* [Records from a data collection]:
· · · ·

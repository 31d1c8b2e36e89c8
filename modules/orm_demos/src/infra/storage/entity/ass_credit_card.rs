//! Credit card owned by exactly one cardholder

use super::stamp_timestamps;
use sea_orm::entity::prelude::*;

#[derive(Clone, Debug, PartialEq, Eq, DeriveEntityModel)]
#[sea_orm(table_name = "ass_credit_cards")]
pub struct Model {
    /// Auto-increment primary key
    #[sea_orm(primary_key)]
    pub id: i32,

    /// Card number
    pub number: String,

    /// Owning cardholder
    pub ass_user_id: i32,

    /// Creation timestamp
    pub created_at: DateTimeUtc,

    /// Last update timestamp
    pub updated_at: DateTimeUtc,

    /// Soft delete timestamp
    #[sea_orm(indexed)]
    pub deleted_at: Option<DateTimeUtc>,
}

#[derive(Copy, Clone, Debug, EnumIter, DeriveRelation)]
pub enum Relation {
    /// Foreign key to ass_users
    #[sea_orm(
        belongs_to = "super::ass_user::Entity",
        from = "Column::AssUserId",
        to = "super::ass_user::Column::Id",
        on_delete = "Cascade"
    )]
    AssUser,
}

impl Related<super::ass_user::Entity> for Entity {
    fn to() -> RelationDef {
        Relation::AssUser.def()
    }
}

#[async_trait::async_trait]
impl ActiveModelBehavior for ActiveModel {
    async fn before_save<C>(mut self, _db: &C, insert: bool) -> Result<Self, DbErr>
    where
        C: ConnectionTrait,
    {
        stamp_timestamps(&mut self.created_at, &mut self.updated_at, insert);
        Ok(self)
    }
}
//! Users with hook-assigned UUIDs

use crate::contract::NewUser;
use crate::error::DemoError;
use crate::infra::storage::entity::user;
use sea_orm::{
    ActiveModelTrait, DatabaseConnection, EntityTrait, IdenStatic, Iterable, PaginatorTrait,
    TransactionTrait,
};
use std::sync::Arc;

pub struct UserRepository {
    db: Arc<DatabaseConnection>,
}

impl UserRepository {
    pub fn new(db: Arc<DatabaseConnection>) -> Self {
        Self { db }
    }

    pub async fn create(&self, draft: &NewUser) -> Result<user::Model, DemoError> {
        let active: user::ActiveModel = draft.into();
        Ok(active.insert(&*self.db).await?)
    }

    /// Insert only the `selected` columns of `draft`.
    ///
    /// Everything else is left to column defaults, except the columns the
    /// insert hook manages (`uuid`, timestamps), which are always written.
    pub async fn create_selected(
        &self,
        draft: &NewUser,
        selected: &[user::Column],
    ) -> Result<user::Model, DemoError> {
        let mut active: user::ActiveModel = draft.into();
        for column in user::Column::iter() {
            if !selected.iter().any(|s| s.as_str() == column.as_str()) {
                active.not_set(column);
            }
        }
        Ok(active.insert(&*self.db).await?)
    }

    /// Insert all drafts in one transaction, in order.
    ///
    /// Each row goes through the insert hook; a rejected row rolls back the
    /// whole batch.
    pub async fn create_batch(&self, drafts: &[NewUser]) -> Result<Vec<user::Model>, DemoError> {
        let txn = self.db.begin().await?;
        let mut created = Vec::with_capacity(drafts.len());
        for draft in drafts {
            let active: user::ActiveModel = draft.into();
            created.push(active.insert(&txn).await?);
        }
        txn.commit().await?;

        Ok(created)
    }

    pub async fn find_by_id(&self, id: i32) -> Result<Option<user::Model>, DemoError> {
        Ok(user::Entity::find_by_id(id).one(&*self.db).await?)
    }

    /// Hard delete; `users` carries no soft-delete marker.
    pub async fn delete(&self, id: i32) -> Result<u64, DemoError> {
        let result = user::Entity::delete_by_id(id).exec(&*self.db).await?;
        Ok(result.rows_affected)
    }

    pub async fn count(&self) -> Result<u64, DemoError> {
        Ok(user::Entity::find().count(&*self.db).await?)
    }
}
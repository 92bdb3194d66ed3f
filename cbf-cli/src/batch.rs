//! Multi-file decoding
//!
//! Each file is read and decoded independently, so files are spread across
//! the rayon thread pool. Results come back in input order.

use anyhow::{Context, Result};
use cbf_decoder::{DecodeResult, Decoder};
use rayon::prelude::*;
use std::path::{Path, PathBuf};

/// One input file and what decoding it produced
pub struct DecodedFile {
    pub path: PathBuf,
    pub result: Result<DecodeResult>,
}

/// Decode every file in parallel, keeping the order of `paths`
pub fn decode_all(paths: &[PathBuf]) -> Vec<DecodedFile> {
    let decoder = Decoder::new();
    paths
        .par_iter()
        .map(|path| DecodedFile {
            path: path.clone(),
            result: decode_one(&decoder, path),
        })
        .collect()
}

fn decode_one(decoder: &Decoder, path: &Path) -> Result<DecodeResult> {
    decoder
        .decode_file(path)
        .with_context(|| format!("Failed to read CBF file: {:?}", path))
}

· · · ·

* [WHAT THE TASK ASKS]: Take the records and restate them word for word.

* [OUTPUT]:
repository 31d1c8b2e36e89c8
filename modules/orm_demos/src/infra/storage/entity/ass_credit_card.rs
//! Credit card owned by exactly one cardholder

use super::stamp_timestamps;
use sea_orm::entity::prelude::*;

#[derive(Clone, Debug, PartialEq, Eq, DeriveEntityModel)]
#[sea_orm(table_name = "ass_credit_cards")]
pub struct Model {
    /// Auto-increment primary key
    #[sea_orm(primary_key)]
    pub id: i32,

    /// Card number
    pub number: String,

    /// Owning cardholder
    pub ass_user_id: i32,

    /// Creation timestamp
    pub created_at: DateTimeUtc,

    /// Last update timestamp
    pub updated_at: DateTimeUtc,

    /// Soft delete timestamp
    #[sea_orm(indexed)]
    pub deleted_at: Option<DateTimeUtc>,
}

#[derive(Copy, Clone, Debug, EnumIter, DeriveRelation)]
pub enum Relation {
    /// Foreign key to ass_users
    #[sea_orm(
        belongs_to = "super::ass_user::Entity",
        from = "Column::AssUserId",
        to = "super::ass_user::Column::Id",
        on_delete = "Cascade"
    )]
    AssUser,
}

impl Related<super::ass_user::Entity> for Entity {
    fn to() -> RelationDef {
        Relation::AssUser.def()
    }
}

#[async_trait::async_trait]
impl ActiveModelBehavior for ActiveModel {
    async fn before_save<C>(mut self, _db: &C, insert: bool) -> Result<Self, DbErr>
    where
        C: ConnectionTrait,
    {
        stamp_timestamps(&mut self.created_at, &mut self.updated_at, insert);
        Ok(self)
    }
}
//! Users with hook-assigned UUIDs

use crate::contract::NewUser;
use crate::error::DemoError;
use crate::infra::storage::entity::user;
use sea_orm::{
    ActiveModelTrait, DatabaseConnection, EntityTrait, IdenStatic, Iterable, PaginatorTrait,
    TransactionTrait,
};
use std::sync::Arc;

pub struct UserRepository {
    db: Arc<DatabaseConnection>,
}

impl UserRepository {
    pub fn new(db: Arc<DatabaseConnection>) -> Self {
        Self { db }
    }

    pub async fn create(&self, draft: &NewUser) -> Result<user::Model, DemoError> {
        let active: user::ActiveModel = draft.into();
        Ok(active.insert(&*self.db).await?)
    }

    /// Insert only the `selected` columns of `draft`.
    ///
    /// Everything else is left to column defaults, except the columns the
    /// insert hook manages (`uuid`, timestamps), which are always written.
    pub async fn create_selected(
        &self,
        draft: &NewUser,
        selected: &[user::Column],
    ) -> Result<user::Model, DemoError> {
        let mut active: user::ActiveModel = draft.into();
        for column in user::Column::iter() {
            if !selected.iter().any(|s| s.as_str() == column.as_str()) {
                active.not_set(column);
            }
        }
        Ok(active.insert(&*self.db).await?)
    }

    /// Insert all drafts in one transaction, in order.
    ///
    /// Each row goes through the insert hook; a rejected row rolls back the
    /// whole batch.
    pub async fn create_batch(&self, drafts: &[NewUser]) -> Result<Vec<user::Model>, DemoError> {
        let txn = self.db.begin().await?;
        let mut created = Vec::with_capacity(drafts.len());
        for draft in drafts {
            let active: user::ActiveModel = draft.into();
            created.push(active.insert(&txn).await?);
        }
        txn.commit().await?;

        Ok(created)
    }

    pub async fn find_by_id(&self, id: i32) -> Result<Option<user::Model>, DemoError> {
        Ok(user::Entity::find_by_id(id).one(&*self.db).await?)
    }

    /// Hard delete; `users` carries no soft-delete marker.
    pub async fn delete(&self, id: i32) -> Result<u64, DemoError> {
        let result = user::Entity::delete_by_id(id).exec(&*self.db).await?;
        Ok(result.rows_affected)
    }

    pub async fn count(&self) -> Result<u64, DemoError> {
        Ok(user::Entity::find().count(&*self.db).await?)
    }
}
repository 92bdb3194d66ed3f
filename cbf-cli/src/batch.rs
//! Multi-file decoding
//!
//! Each file is read and decoded independently, so files are spread across
//! the rayon thread pool. Results come back in input order.

use anyhow::{Context, Result};
use cbf_decoder::{DecodeResult, Decoder};
use rayon::prelude::*;
use std::path::{Path, PathBuf};

/// One input file and what decoding it produced
pub struct DecodedFile {
    pub path: PathBuf,
    pub result: Result<DecodeResult>,
}

/// Decode every file in parallel, keeping the order of `paths`
pub fn decode_all(paths: &[PathBuf]) -> Vec<DecodedFile> {
    let decoder = Decoder::new();
    paths
        .par_iter()
        .map(|path| DecodedFile {
            path: path.clone(),
            result: decode_one(&decoder, path),
        })
        .collect()
}

fn decode_one(decoder: &Decoder, path: &Path) -> Result<DecodeResult> {
    decoder
        .decode_file(path)
        .with_context(|| format!("Failed to read CBF file: {:?}", path))
}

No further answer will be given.